Merlin, ou Le Manuscrit Sauvé Du feu, Françoise Lefèvre, Merlin Brenot (par Philippe Leuckx)
Merlin, ou Le Manuscrit Sauvé Du feu, Françoise Lefèvre, Merlin Brenot, Éditions Jacques Flament, août 2024, 176 pages, 18 €
Edition: Jacques Flament Editions
Un livre à deux voix. Celle du petit-fils, accompagnée de celle de sa grand-mère, Oma.
Mort à trente ans, après un parcours douloureux, marqué par le suicide de son père, Merlin a écrit sa vie en un récit qui nous est présenté par Françoise Lefèvre, qui l’a encouragé à écrire et qui l’a aidé aujourd’hui à éditer, au-delà de sa mort, ce récit de vie, poignant et vrai.
Merlin : 1993-2023. Bipolaire, être marqué par le destin, jusqu’à la perte de tout contrôle, hypersensible, meurtri par les traitements et les séjours psychiatriques, Merlin a écrit dans les années 2010-2012 l’essentiel des pages que nous découvrons dans le partage, et l’effroi.
Le jeune homme, sans ambages ni afféterie, se raconte dans le cristal brut de ses émotions.
Il se livre, sans apprêts d’aucune sorte. La langue dont il use est celle des aveux, des sensations, des affects, des émotions, des relations. La place de sa mère, de sa grand-mère, de ses amis Guillaume et Auberie, est essentielle aussi.
Souvent, dans la trame du texte, Merlin dit combien il est important de se délester grâce à l’écriture, de rompre ce fardeau trop pesant pour l’adolescent, le jeune homme qu’il est devenu.
Peu fait pour le régime scolaire et les études, Merlin trouve en lui des moyens de satisfaire sa soif de songes. Les sorties avec son père, les activités avec ses potes, ses séjours aux Louvières, tout concourt à lui façonner une âme, certes fragile, certes désorientée, mais profonde et sensible aux partages.
Les poèmes, les chansons qu’il laisse (du rap nerveux), les photographies de ses proches révèlent un talent brut et certain.
Dans le cœur du récit, l’importance des souvenirs nous enjoint à lire ce petit volume comme un « journal de souffrance », comme l’expression d’un deuil non réglé, encore enlacé à sa vie.
Perdre un proche, un père, c’est concevoir que la vie n’a plus beaucoup de sens ou de mystère : l’adolescent de quatorze ans a été durablement marqué, au plus vif, par ce drame, jusqu’à le forcer à vivre dans cette ombre maléfique.

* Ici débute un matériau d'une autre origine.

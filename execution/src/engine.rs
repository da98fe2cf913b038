//! Round engine: pure session transitions over encrypted values.
//!
//! Every function here takes the current session by reference and returns the next one; nothing
//! is written until the caller stages the result. Cards and scores stay behind [Handle]s and all
//! comparisons run inside the [Backend].

use crate::fhe::Backend;
use commonware_cryptography::ed25519::PublicKey;
use encwars_types::{
    Address, ErrorKind, GameError, Handle, PlayerSession, CARD_MAX, CARD_MIN, ROUND_COUNT,
};
use thiserror::Error;

#[derive(Debug, Error)]
pub enum ExecutionError {
    #[error(transparent)]
    Game(#[from] GameError),
    #[error("encrypted compute failed: {0}")]
    Backend(anyhow::Error),
    #[error("state failed: {0}")]
    State(anyhow::Error),
}

impl ExecutionError {
    pub fn kind(&self) -> ErrorKind {
        match self {
            ExecutionError::Game(err) => err.kind(),
            ExecutionError::Backend(_) | ExecutionError::State(_) => ErrorKind::Availability,
        }
    }

    pub fn is_retryable(&self) -> bool {
        self.kind().is_retryable()
    }
}

fn allow_all<B: Backend>(
    backend: &B,
    handles: &[Handle],
    owner: &PublicKey,
    contract: &Address,
) -> Result<(), ExecutionError> {
    for handle in handles {
        backend
            .allow(handle, owner, contract)
            .map_err(ExecutionError::Backend)?;
    }
    Ok(())
}

/// Deals a fresh hand. Valid from any stage; the previous session is discarded entirely.
pub fn start_game<B: Backend>(
    backend: &B,
    owner: &PublicKey,
    contract: &Address,
) -> Result<PlayerSession, ExecutionError> {
    let mut player_cards = [Handle::EMPTY; ROUND_COUNT];
    for card in player_cards.iter_mut() {
        *card = backend
            .draw_uniform(CARD_MIN, CARD_MAX)
            .map_err(ExecutionError::Backend)?;
    }
    let score = backend.constant(0).map_err(ExecutionError::Backend)?;

    allow_all(backend, &player_cards, owner, contract)?;
    allow_all(backend, &[score], owner, contract)?;

    Ok(PlayerSession {
        initialized: true,
        rounds_played: 0,
        used_cards: [false; ROUND_COUNT],
        player_cards,
        system_cards: [Handle::EMPTY; ROUND_COUNT],
        score,
    })
}

/// Checks whether round `index` may be played, in precedence order.
pub fn check_play(session: &PlayerSession, index: u8) -> Result<usize, GameError> {
    if !session.initialized {
        return Err(GameError::SessionNotStarted);
    }
    let offset = PlayerSession::round_index(index)?;
    if session.used_cards[offset] {
        return Err(GameError::RoundAlreadyPlayed(index));
    }
    if session.rounds_played as usize >= ROUND_COUNT {
        return Err(GameError::GameCompleted);
    }
    Ok(offset)
}

/// Plays round `index`: draws the system card, compares it with the player's card and folds the
/// encrypted outcome into the score.
pub fn play_round<B: Backend>(
    backend: &B,
    owner: &PublicKey,
    contract: &Address,
    session: &PlayerSession,
    index: u8,
) -> Result<PlayerSession, ExecutionError> {
    let offset = check_play(session, index)?;

    let system = backend
        .draw_uniform(CARD_MIN, CARD_MAX)
        .map_err(ExecutionError::Backend)?;
    let win = backend
        .gt(&session.player_cards[offset], &system)
        .map_err(ExecutionError::Backend)?;
    let score = backend
        .add(&session.score, &win)
        .map_err(ExecutionError::Backend)?;
    allow_all(backend, &[system, score], owner, contract)?;

    let mut next = session.clone();
    next.system_cards[offset] = system;
    next.score = score;
    next.used_cards[offset] = true;
    next.rounds_played += 1;
    Ok(next)
}
//! Encrypted game state.
//!
//! A [PlayerSession] never stores cleartext: cards and score are [Handle]s to ciphertexts held
//! by the encrypted-compute backend. The all-zero handle ([Handle::EMPTY]) is the "unset"
//! sentinel and must never be submitted for decryption.

use bytes::{Buf, BufMut};
use commonware_codec::{EncodeSize, Error, FixedSize, Read, ReadExt, Write};
use commonware_utils::{from_hex_formatted, hex};
use serde::{Deserialize, Serialize};
use std::fmt;
use thiserror::Error as ThisError;

/// Number of rounds (and player cards) in a session.
pub const ROUND_COUNT: usize = 3;

/// Smallest card value.
pub const CARD_MIN: u8 = 1;

/// Largest card value.
pub const CARD_MAX: u8 = 10;

/// Length of a ciphertext handle in bytes.
pub const HANDLE_LEN: usize = 32;

/// Failure category shared by every error surfaced to a caller.
#[derive(Clone, Copy, Debug, PartialEq, Eq, Hash, Serialize, Deserialize)]
#[serde(rename_all = "snake_case")]
pub enum ErrorKind {
    /// Malformed input (e.g. a round index outside `0..=2`).
    Validation,
    /// The request is well-formed but not allowed in the current session state.
    State,
    /// The decryption grant was rejected (bad signature, expired, scope mismatch).
    Authorization,
    /// A collaborator (signer, oracle, backend) is not ready or timed out.
    Availability,
}

impl ErrorKind {
    /// Returns true if retrying with a fresh grant (or later) can succeed.
    pub fn is_retryable(&self) -> bool {
        matches!(self, ErrorKind::Availability)
    }
}

impl fmt::Display for ErrorKind {
    fn fmt(&self, f: &mut fmt::Formatter<'_>) -> fmt::Result {
        let label = match self {
            ErrorKind::Validation => "validation",
            ErrorKind::State => "state",
            ErrorKind::Authorization => "authorization",
            ErrorKind::Availability => "availability",
        };
        f.write_str(label)
    }
}

/// Rejections produced by the round engine. None of them mutate the session.
#[derive(Clone, Copy, Debug, ThisError, PartialEq, Eq)]
pub enum GameError {
    #[error("game not started")]
    SessionNotStarted,
    #[error("invalid round index {0} (expected 0..=2)")]
    InvalidRound(u8),
    #[error("round {0} already played")]
    RoundAlreadyPlayed(u8),
    #[error("game completed")]
    GameCompleted,
}

impl GameError {
    pub fn kind(&self) -> ErrorKind {
        match self {
            GameError::InvalidRound(_) => ErrorKind::Validation,
            GameError::SessionNotStarted
            | GameError::RoundAlreadyPlayed(_)
            | GameError::GameCompleted => ErrorKind::State,
        }
    }
}

impl Write for GameError {
    fn write(&self, writer: &mut impl BufMut) {
        match self {
            GameError::SessionNotStarted => 0u8.write(writer),
            GameError::InvalidRound(index) => {
                1u8.write(writer);
                index.write(writer);
            }
            GameError::RoundAlreadyPlayed(index) => {
                2u8.write(writer);
                index.write(writer);
            }
            GameError::GameCompleted => 3u8.write(writer),
        }
    }
}

impl Read for GameError {
    type Cfg = ();

    fn read_cfg(reader: &mut impl Buf, _: &Self::Cfg) -> Result<Self, Error> {
        let kind = u8::read(reader)?;
        match kind {
            0 => Ok(GameError::SessionNotStarted),
            1 => Ok(GameError::InvalidRound(u8::read(reader)?)),
            2 => Ok(GameError::RoundAlreadyPlayed(u8::read(reader)?)),
            3 => Ok(GameError::GameCompleted),
            i => Err(Error::InvalidEnum(i)),
        }
    }
}

impl EncodeSize for GameError {
    fn encode_size(&self) -> usize {
        1 + match self {
            GameError::InvalidRound(_) | GameError::RoundAlreadyPlayed(_) => 1,
            GameError::SessionNotStarted | GameError::GameCompleted => 0,
        }
    }
}

/// Opaque reference to a ciphertext.
#[derive(Clone, Copy, Default, PartialEq, Eq, Hash, PartialOrd, Ord)]
pub struct Handle([u8; HANDLE_LEN]);

impl Handle {
    /// The "not yet available" sentinel.
    pub const EMPTY: Self = Self([0u8; HANDLE_LEN]);

    pub const fn new(bytes: [u8; HANDLE_LEN]) -> Self {
        Self(bytes)
    }

    pub fn is_empty(&self) -> bool {
        self.0 == [0u8; HANDLE_LEN]
    }

    pub fn as_bytes(&self) -> &[u8; HANDLE_LEN] {
        &self.0
    }

    /// Parses a hex handle, with or without a `0x` prefix.
    pub fn from_hex(value: &str) -> Option<Self> {
        let bytes = from_hex_formatted(value)?;
        let bytes: [u8; HANDLE_LEN] = bytes.try_into().ok()?;
        Some(Self(bytes))
    }
}

impl AsRef<[u8]> for Handle {
    fn as_ref(&self) -> &[u8] {
        &self.0
    }
}

impl fmt::Display for Handle {
    fn fmt(&self, f: &mut fmt::Formatter<'_>) -> fmt::Result {
        write!(f, "0x{}", hex(&self.0))
    }
}

impl fmt::Debug for Handle {
    fn fmt(&self, f: &mut fmt::Formatter<'_>) -> fmt::Result {
        write!(f, "Handle({self})")
    }
}

impl Write for Handle {
    fn write(&self, writer: &mut impl BufMut) {
        writer.put_slice(&self.0);
    }
}

impl Read for Handle {
    type Cfg = ();

    fn read_cfg(reader: &mut impl Buf, _: &Self::Cfg) -> Result<Self, Error> {
        Ok(Self(<[u8; HANDLE_LEN]>::read(reader)?))
    }
}

impl FixedSize for Handle {
    const SIZE: usize = HANDLE_LEN;
}

impl Serialize for Handle {
    fn serialize<S>(&self, serializer: S) -> Result<S::Ok, S::Error>
    where
        S: serde::Serializer,
    {
        serializer.serialize_str(&self.to_string())
    }
}

impl<'de> Deserialize<'de> for Handle {
    fn deserialize<D>(deserializer: D) -> Result<Self, D::Error>
    where
        D: serde::Deserializer<'de>,
    {
        let value = String::deserialize(deserializer)?;
        Self::from_hex(&value)
            .ok_or_else(|| serde::de::Error::custom("expected a 32-byte hex handle"))
    }
}

/// Which encrypted value of a session a handle refers to.
#[derive(Clone, Copy, Debug, PartialEq, Eq, Hash, PartialOrd, Ord)]
pub enum Role {
    Card,
    SystemCard,
    Score,
}

/// Lifecycle position of a session.
#[derive(Clone, Copy, Debug, PartialEq, Eq)]
pub enum Stage {
    Uninitialized,
    /// Rounds played so far (0..=2).
    Active(u8),
    Completed,
}

/// Public projection of a session: everything except handles.
#[derive(Clone, Copy, Debug, Default, PartialEq, Eq)]
pub struct GameMeta {
    pub rounds_played: u8,
    pub used_cards: [bool; ROUND_COUNT],
    pub initialized: bool,
}

impl Write for GameMeta {
    fn write(&self, writer: &mut impl BufMut) {
        self.rounds_played.write(writer);
        for used in self.used_cards {
            used.write(writer);
        }
        self.initialized.write(writer);
    }
}

impl Read for GameMeta {
    type Cfg = ();

    fn read_cfg(reader: &mut impl Buf, _: &Self::Cfg) -> Result<Self, Error> {
        let rounds_played = u8::read(reader)?;
        let mut used_cards = [false; ROUND_COUNT];
        for used in used_cards.iter_mut() {
            *used = bool::read(reader)?;
        }
        let initialized = bool::read(reader)?;
        Ok(Self {
            rounds_played,
            used_cards,
            initialized,
        })
    }
}

impl FixedSize for GameMeta {
    const SIZE: usize = 1 + ROUND_COUNT + 1;
}

#[derive(Debug, ThisError, PartialEq, Eq)]
pub enum SessionInvariantError {
    #[error("rounds_played out of range (got={0}, max=3)")]
    RoundsOutOfRange(u8),
    #[error("rounds_played ({rounds}) does not match used cards ({used})")]
    RoundsMismatch { rounds: u8, used: u8 },
    #[error("round {0} played without a system card")]
    MissingSystemCard(usize),
    #[error("system card {0} drawn before its round was played")]
    EarlySystemCard(usize),
    #[error("player card {0} missing")]
    MissingPlayerCard(usize),
    #[error("score missing")]
    MissingScore,
    #[error("uninitialized session carries state")]
    StaleUninitialized,
}

/// Encrypted state of one player's game.
#[derive(Clone, Debug, Default, PartialEq, Eq)]
pub struct PlayerSession {
    pub initialized: bool,
    pub rounds_played: u8,
    pub used_cards: [bool; ROUND_COUNT],
    pub player_cards: [Handle; ROUND_COUNT],
    pub system_cards: [Handle; ROUND_COUNT],
    pub score: Handle,
}

impl PlayerSession {
    /// Validates a round index, returning it as an array offset.
    pub fn round_index(index: u8) -> Result<usize, GameError> {
        let offset = index as usize;
        if offset >= ROUND_COUNT {
            return Err(GameError::InvalidRound(index));
        }
        Ok(offset)
    }

    pub fn stage(&self) -> Stage {
        if !self.initialized {
            Stage::Uninitialized
        } else if self.rounds_played as usize >= ROUND_COUNT {
            Stage::Completed
        } else {
            Stage::Active(self.rounds_played)
        }
    }

    pub fn meta(&self) -> GameMeta {
        GameMeta {
            rounds_played: self.rounds_played,
            used_cards: self.used_cards,
            initialized: self.initialized,
        }
    }

    /// Player card handle at `index` ([Handle::EMPTY] before the first game).
    pub fn player_card(&self, index: u8) -> Result<Handle, GameError> {
        Ok(self.player_cards[Self::round_index(index)?])
    }

    /// System card handle at `index` ([Handle::EMPTY] until that round is played).
    pub fn system_card(&self, index: u8) -> Result<Handle, GameError> {
        Ok(self.system_cards[Self::round_index(index)?])
    }

    /// Handle for a given role and index. `index` is ignored for [Role::Score].
    pub fn handle(&self, role: Role, index: u8) -> Result<Handle, GameError> {
        match role {
            Role::Card => self.player_card(index),
            Role::SystemCard => self.system_card(index),
            Role::Score => Ok(self.score),
        }
    }

    pub fn validate_invariants(&self) -> Result<(), SessionInvariantError> {
        if !self.initialized {
            if *self != Self::default() {
                return Err(SessionInvariantError::StaleUninitialized);
            }
            return Ok(());
        }
        if self.rounds_played as usize > ROUND_COUNT {
            return Err(SessionInvariantError::RoundsOutOfRange(self.rounds_played));
        }
        let used = self.used_cards.iter().filter(|used| **used).count() as u8;
        if used != self.rounds_played {
            return Err(SessionInvariantError::RoundsMismatch {
                rounds: self.rounds_played,
                used,
            });
        }
        for i in 0..ROUND_COUNT {
            if self.player_cards[i].is_empty() {
                return Err(SessionInvariantError::MissingPlayerCard(i));
            }
            match (self.used_cards[i], self.system_cards[i].is_empty()) {
                (true, true) => return Err(SessionInvariantError::MissingSystemCard(i)),
                (false, false) => return Err(SessionInvariantError::EarlySystemCard(i)),
                _ => {}
            }
        }
        if self.score.is_empty() {
            return Err(SessionInvariantError::MissingScore);
        }
        Ok(())
    }
}

impl Write for PlayerSession {
    fn write(&self, writer: &mut impl BufMut) {
        self.initialized.write(writer);
        self.rounds_played.write(writer);
        for used in self.used_cards {
            used.write(writer);
        }
        for card in &self.player_cards {
            card.write(writer);
        }
        for card in &self.system_cards {
            card.write(writer);
        }
        self.score.write(writer);
    }
}

impl Read for PlayerSession {
    type Cfg = ();

    fn read_cfg(reader: &mut impl Buf, _: &Self::Cfg) -> Result<Self, Error> {
        let initialized = bool::read(reader)?;
        let rounds_played = u8::read(reader)?;
        let mut used_cards = [false; ROUND_COUNT];
        for used in used_cards.iter_mut() {
            *used = bool::read(reader)?;
        }
        let mut player_cards = [Handle::EMPTY; ROUND_COUNT];
        for card in player_cards.iter_mut() {
            *card = Handle::read(reader)?;
        }
        let mut system_cards = [Handle::EMPTY; ROUND_COUNT];
        for card in system_cards.iter_mut() {
            *card = Handle::read(reader)?;
        }
        let score = Handle::read(reader)?;

        let session = Self {
            initialized,
            rounds_played,
            used_cards,
            player_cards,
            system_cards,
            score,
        };
        session
            .validate_invariants()
            .map_err(|_| Error::Invalid("PlayerSession", "invariant violated"))?;
        Ok(session)
    }
}

impl FixedSize for PlayerSession {
    const SIZE: usize = 1 + 1 + ROUND_COUNT + (2 * ROUND_COUNT + 1) * HANDLE_LEN;
}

Tout a été douleur, repli, insuffisance, comme une maladie qui « ronge », qui imprègne tout l’être.
La force de ces pages est universelle : combien d’enfants, de jeunes n’ont-ils pas vécu pareil enfer !
Merlin, au prénom de conte, a su toutefois conserver quelque part en lui le « nez du clown » de son père, et la magie des « cabanes » avec ses amis, en dépit de tout, de son être torturé, de ses souffrances.
A trente ans, il se jetait d’une fenêtre de sa chambre de bonne à Marseille, pour ne plus connaître l’effroi qui le paralysait.
Un livre funèbre, qui honore cependant les ressauts vitaux de toute existence.
Philippe Leuckx
Merlin Brenot, né en 1993, est mort en 2023.
Françoise Lefèvre, romancière française, née en 1942, a écrit des livres bouleversants : Le petit prince cannibale ; La grosse ; L’or des chambres ; etc. A obtenu de nombreux prix littéraires.